//! Lexical analysis: pulls characters one at a time and hands out tokens on
//! demand.
//!
//! The scanner keeps exactly one character of lookahead. Comments are made
//! transparent at the lowest level: the read primitive recognises the `/*` and
//! `//` digraphs through a private one-character pushback and reports them as
//! sentinel lookahead values, which whitespace skipping then expands into full
//! comment consumption. Everything above `get_char` sees either a real
//! character, a comment sentinel, or end of input.

use std::fmt;

use tracing::trace;

use crate::error::{CompileResult, ExpectedSnafu, Position, ScanSnafu};
use crate::source::CharSource;

/// Reserved words, recognised after a name has been upper-cased.
#[derive(Debug, Clone, Copy, PartialEq, Eq, Hash)]
pub enum Keyword {
  If,
  Else,
  EndIf,
  While,
  EndWhile,
  Loop,
  EndLoop,
  Repeat,
  Until,
  For,
  To,
  EndFor,
  Do,
  EndDo,
  Break,
  Return,
  Read,
  Write,
  Var,
  Procedure,
  Program,
  Begin,
  End,
}

const KEYWORDS: [(&str, Keyword); 23] = [
  ("IF", Keyword::If),
  ("ELSE", Keyword::Else),
  ("ENDIF", Keyword::EndIf),
  ("WHILE", Keyword::While),
  ("ENDWHILE", Keyword::EndWhile),
  ("LOOP", Keyword::Loop),
  ("ENDLOOP", Keyword::EndLoop),
  ("REPEAT", Keyword::Repeat),
  ("UNTIL", Keyword::Until),
  ("FOR", Keyword::For),
  ("TO", Keyword::To),
  ("ENDFOR", Keyword::EndFor),
  ("DO", Keyword::Do),
  ("ENDDO", Keyword::EndDo),
  ("BREAK", Keyword::Break),
  ("RETURN", Keyword::Return),
  ("READ", Keyword::Read),
  ("WRITE", Keyword::Write),
  ("VAR", Keyword::Var),
  ("PROCEDURE", Keyword::Procedure),
  ("PROGRAM", Keyword::Program),
  ("BEGIN", Keyword::Begin),
  ("END", Keyword::End),
];

impl Keyword {
  /// Exact match against the keyword list. `name` must already be upper-case.
  pub fn lookup(name: &str) -> Option<Self> {
    KEYWORDS
      .iter()
      .find(|(text, _)| *text == name)
      .map(|(_, kw)| *kw)
  }

  pub fn as_str(self) -> &'static str {
    KEYWORDS
      .iter()
      .find(|(_, kw)| *kw == self)
      .map(|(text, _)| *text)
      .unwrap_or("?")
  }

  /// Keywords that close a block. Seeing one of these where a statement is
  /// expected hands control back to the enclosing construct.
  pub fn is_block_terminator(self) -> bool {
    matches!(
      self,
      Self::Else
        | Self::EndIf
        | Self::EndWhile
        | Self::EndLoop
        | Self::Until
        | Self::EndFor
        | Self::EndDo
        | Self::End
    )
  }
}

impl fmt::Display for Keyword {
  fn fmt(&self, f: &mut fmt::Formatter<'_>) -> fmt::Result {
    f.write_str(self.as_str())
  }
}

/// Tokens recognised by the front-end.
#[derive(Debug, Clone, PartialEq, Eq)]
pub enum Token {
  Ident(String),
  /// Literal digits; interpretation is left to the consumer.
  Number(String),
  Operator(String),
  Keyword(Keyword),
  Eof,
}

impl Token {
  pub fn is_op(&self, op: &str) -> bool {
    matches!(self, Self::Operator(text) if text == op)
  }

  pub fn is_keyword(&self, kw: Keyword) -> bool {
    matches!(self, Self::Keyword(k) if *k == kw)
  }
}

/// Human-friendly description used in diagnostics.
impl fmt::Display for Token {
  fn fmt(&self, f: &mut fmt::Formatter<'_>) -> fmt::Result {
    match self {
      Self::Ident(name) => write!(f, "identifier {name}"),
      Self::Number(text) => write!(f, "number {text}"),
      Self::Operator(op) => write!(f, "'{op}'"),
      Self::Keyword(kw) => write!(f, "{kw}"),
      Self::Eof => f.write_str("end of input"),
    }
  }
}

const OPERATOR_CHARS: &str = "+-*/<>=#&|~!(),;:.";
const MULTI_CHAR_OPERATORS: [&str; 3] = ["<=", ">=", "<>"];

/// One character of lookahead, with comment openers folded into sentinels.
#[derive(Debug, Clone, Copy, PartialEq, Eq)]
enum Look {
  Char(char),
  BlockComment,
  LineComment,
  End,
}

pub struct Lexer<S> {
  source: S,
  look: Look,
  /// Character read past a `/` that turned out not to open a comment.
  pushback: Option<Option<char>>,
  line: usize,
  column: usize,
  line_text: String,
  after_cr: bool,
  token_pos: Position,
}

impl<S: CharSource> Lexer<S> {
  /// Build a scanner and prime the lookahead character.
  pub fn new(source: S) -> Self {
    let mut lexer = Self {
      source,
      look: Look::End,
      pushback: None,
      line: 1,
      column: 0,
      line_text: String::new(),
      after_cr: false,
      token_pos: Position::default(),
    };
    lexer.get_char();
    lexer
  }

  /// Position of the first character of the most recent token.
  pub fn token_position(&self) -> Position {
    self.token_pos.clone()
  }

  /// Position of the lookahead character.
  pub fn position(&self) -> Position {
    Position {
      line: self.line,
      column: self.column.max(1),
      line_text: self.line_text.clone(),
    }
  }

  /// Scan the next token, skipping whitespace, line breaks and comments.
  pub fn next(&mut self) -> CompileResult<Token> {
    self.skip_white()?;
    self.token_pos = self.position();

    let token = match self.look {
      Look::End => Token::Eof,
      Look::Char(c) if c.is_alphabetic() => self.get_name(),
      Look::Char(c) if c.is_ascii_digit() => self.get_number(),
      Look::Char(c) if OPERATOR_CHARS.contains(c) => self.get_operator(c),
      Look::Char(c) => {
        return ScanSnafu {
          ch: c,
          pos: self.token_pos.clone(),
        }
        .fail();
      }
      // skip_white never stops on a comment sentinel.
      Look::BlockComment | Look::LineComment => unreachable!("comment left in lookahead"),
    };

    trace!(line = self.token_pos.line, %token, "token");
    Ok(token)
  }

  fn get_name(&mut self) -> Token {
    let mut name = String::new();
    while let Look::Char(c) = self.look
      && c.is_alphanumeric()
    {
      name.extend(c.to_uppercase());
      self.get_char();
    }
    match Keyword::lookup(&name) {
      Some(kw) => Token::Keyword(kw),
      None => Token::Ident(name),
    }
  }

  fn get_number(&mut self) -> Token {
    let mut digits = String::new();
    while let Look::Char(c) = self.look
      && c.is_ascii_digit()
    {
      digits.push(c);
      self.get_char();
    }
    Token::Number(digits)
  }

  fn get_operator(&mut self, first: char) -> Token {
    let mut op = first.to_string();
    self.get_char();
    if let Look::Char(c) = self.look {
      let candidate = format!("{first}{c}");
      if MULTI_CHAR_OPERATORS.contains(&candidate.as_str()) {
        op = candidate;
        self.get_char();
      }
    }
    Token::Operator(op)
  }

  fn skip_white(&mut self) -> CompileResult<()> {
    loop {
      match self.look {
        Look::Char(' ' | '\t' | '\r' | '\n') => self.get_char(),
        Look::BlockComment => self.skip_block_comment()?,
        Look::LineComment => self.skip_line_comment(),
        _ => return Ok(()),
      }
    }
  }

  /// Consume a `/* ... */` comment whose opener is already gone. Openers
  /// inside bump the depth, so only the matching closer ends the comment.
  fn skip_block_comment(&mut self) -> CompileResult<()> {
    let mut depth = 1usize;
    let mut prev = None;
    while depth > 0 {
      let Some(c) = self.read_raw() else {
        return ExpectedSnafu {
          expected: "'*/'",
          found: "end of input",
          pos: self.position(),
        }
        .fail();
      };
      match (prev, c) {
        (Some('/'), '*') => {
          depth += 1;
          prev = None;
        }
        (Some('*'), '/') => {
          depth -= 1;
          prev = None;
        }
        _ => prev = Some(c),
      }
    }
    self.get_char();
    Ok(())
  }

  /// Consume a `//` comment up to, not including, the line terminator.
  fn skip_line_comment(&mut self) {
    loop {
      match self.read_raw() {
        None => {
          self.look = Look::End;
          return;
        }
        Some(c @ ('\n' | '\r')) => {
          self.look = Look::Char(c);
          return;
        }
        Some(_) => {}
      }
    }
  }

  /// The lookahead primitive. A `/` is only delivered as a character when the
  /// following character does not turn it into a comment opener.
  /// The character after the `/` is peeked without line or column
  /// bookkeeping, which happens once it is actually consumed.
  fn get_char(&mut self) {
    self.look = match self.read_raw() {
      Some('/') => match self.source.next_char() {
        Some('*') => {
          self.track('*');
          Look::BlockComment
        }
        Some('/') => {
          self.track('/');
          Look::LineComment
        }
        other => {
          self.pushback = Some(other);
          Look::Char('/')
        }
      },
      Some(c) => Look::Char(c),
      None => Look::End,
    };
  }

  fn read_raw(&mut self) -> Option<char> {
    let c = match self.pushback.take() {
      Some(pending) => pending?,
      None => self.source.next_char()?,
    };
    self.track(c);
    Some(c)
  }

  /// Advance the line and column counters past `c`.
  fn track(&mut self, c: char) {
    match c {
      '\n' => {
        if !self.after_cr {
          self.start_line();
        }
        self.after_cr = false;
      }
      '\r' => {
        self.start_line();
        self.after_cr = true;
      }
      _ => {
        self.column += 1;
        self.line_text.push(c);
        self.after_cr = false;
      }
    }
  }

  fn start_line(&mut self) {
    self.line += 1;
    self.column = 0;
    self.line_text.clear();
  }
}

#### WHAT NEEDS TO BE DONE:
All lines from the first line of the listing above through the line containing "either a real" are to be retyped exactly. Leave out any other line.

#### REPLY TO THE TASK:
//! Lexical analysis: pulls characters one at a time and hands out tokens on
//! demand.
//!
//! The scanner keeps exactly one character of lookahead. Comments are made
//! transparent at the lowest level: the read primitive recognises the `/*` and
//! `//` digraphs through a private one-character pushback and reports them as
//! sentinel lookahead values, which whitespace skipping then expands into full
//! comment consumption. Everything above `get_char` sees either a real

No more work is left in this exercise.